- _Exercise aim_: Transcribe the records below exactly as written, from the opening line through the line that contains "#[derive(Debug, Clone, Default)]".
[Opening Material shown section]
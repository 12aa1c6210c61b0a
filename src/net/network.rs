//! 网络拓扑
//!
//! 命名节点加带权有向边。构造完成后作为只读配置交给仿真内核，
//! 可以在多个并行仿真之间共享。

use std::collections::HashMap;

use super::id::NodeId;
use super::node::NodeConfig;
use crate::error::ConfigError;
use tracing::{debug, info};

/// 有向边：去往 `target`，权重 `weight > 0`
#[derive(Debug, Clone, Copy, PartialEq)]
pub struct Connection {
    pub target: NodeId,
    pub weight: f64,
}

/// 网络拓扑
#[derive(Debug, Clone, Default)]
pub struct Net {
    nodes: Vec<NodeConfig>,
    children: Vec<Vec<Connection>>,
    index: HashMap<String, NodeId>,
}

impl Net {
    pub fn new() -> Self {
        Self::default()
    }

    /// 添加节点；名字重复或分布非法时报错。
    pub fn add_node(&mut self, node: NodeConfig) -> Result<NodeId, ConfigError> {
        if self.index.contains_key(&node.name) {
            return Err(ConfigError::DuplicateNode(node.name));
        }
        node.service.validate()?;
        if let Some(u) = &node.unavailable {
            u.validate()?;
        }
        let node = node.clamped();
        let id = NodeId(self.nodes.len());
        debug!(node = %node.name, id = id.0, "添加节点");
        self.index.insert(node.name.clone(), id);
        self.nodes.push(node);
        self.children.push(Vec::new());
        Ok(id)
    }

    /// 连接两个节点（单向）。重复连接会覆盖原权重。
    pub fn connect(&mut self, from: &str, to: &str, weight: f64) -> Result<(), ConfigError> {
        let src = self.require(from)?;
        let dst = self.require(to)?;
        if !(weight > 0.0 && weight.is_finite()) {
            return Err(ConfigError::NonPositiveWeight {
                from: from.to_string(),
                to: to.to_string(),
                weight,
            });
        }
        let edges = &mut self.children[src.0];
        match edges.iter_mut().find(|c| c.target == dst) {
            Some(c) => c.weight = weight,
            None => edges.push(Connection {
                target: dst,
                weight,
            }),
        }
        debug!(from, to, weight, "添加连接");
        Ok(())
    }

    fn require(&self, name: &str) -> Result<NodeId, ConfigError> {
        self.node_id(name)
            .ok_or_else(|| ConfigError::UnknownNode(name.to_string()))
    }

    pub fn len(&self) -> usize {
        self.nodes.len()
    }

    pub fn is_empty(&self) -> bool {
        self.nodes.is_empty()
    }

    pub fn node(&self, id: NodeId) -> &NodeConfig {
        &self.nodes[id.0]
    }

    pub fn node_id(&self, name: &str) -> Option<NodeId> {
        self.index.get(name).copied()
    }

    pub fn node_by_name(&self, name: &str) -> Option<&NodeConfig> {
        self.node_id(name).map(|id| self.node(id))
    }

    pub fn nodes(&self) -> impl Iterator<Item = (NodeId, &NodeConfig)> {
        self.nodes.iter().enumerate().map(|(i, n)| (NodeId(i), n))
    }

    pub fn children(&self, id: NodeId) -> &[Connection] {
        &self.children[id.0]
    }

    /// 出边权重之和
    pub fn total_weight(&self, id: NodeId) -> f64 {
        self.children[id.0].iter().map(|c| c.weight).sum()
    }

    /// 把每个节点的出边权重归一化为和为 1。
    pub fn normalize_weights(&mut self) {
        for edges in &mut self.children {
            let total: f64 = edges.iter().map(|c| c.weight).sum();
            if total > 0.0 {
                for c in edges.iter_mut() {
                    c.weight /= total;
                }
            }
        }
        info!(nodes = self.nodes.len(), "出边权重已归一化");
    }

    /// 按权重比例选一个子节点，`u` 为 (0, 1) 内的均匀样本。
    pub fn pick_child(&self, id: NodeId, u: f64) -> Option<NodeId> {
        let edges = &self.children[id.0];
        let last = edges.last()?;
        let mut r = u * self.total_weight(id);
        for c in edges {
            if r < c.weight {
                return Some(c.target);
            }
            r -= c.weight;
        }
        Some(last.target)
    }

    /// 第一个无限生成到达的节点
    pub fn unbounded_source(&self) -> Option<&NodeConfig> {
        self.nodes.iter().find(|n| n.spawns_unbounded())
    }
}
pub mod demo;
pub mod dist;
pub mod error;
pub mod export;
pub mod net;
pub mod rng;
pub mod runner;
pub mod sim;
pub mod stats;

pub use error::{Result, SimError};

#[cfg(test)]
mod test;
[Closing Material shown section]
- _Exercise solution_:
repository 12aa1c6210c61b0a
filename src/net/network.rs
//! 网络拓扑
//!
//! 命名节点加带权有向边。构造完成后作为只读配置交给仿真内核，
//! 可以在多个并行仿真之间共享。

use std::collections::HashMap;

use super::id::NodeId;
use super::node::NodeConfig;
use crate::error::ConfigError;
use tracing::{debug, info};

/// 有向边：去往 `target`，权重 `weight > 0`
#[derive(Debug, Clone, Copy, PartialEq)]
pub struct Connection {
    pub target: NodeId,
    pub weight: f64,
}

/// 网络拓扑
#[derive(Debug, Clone, Default)]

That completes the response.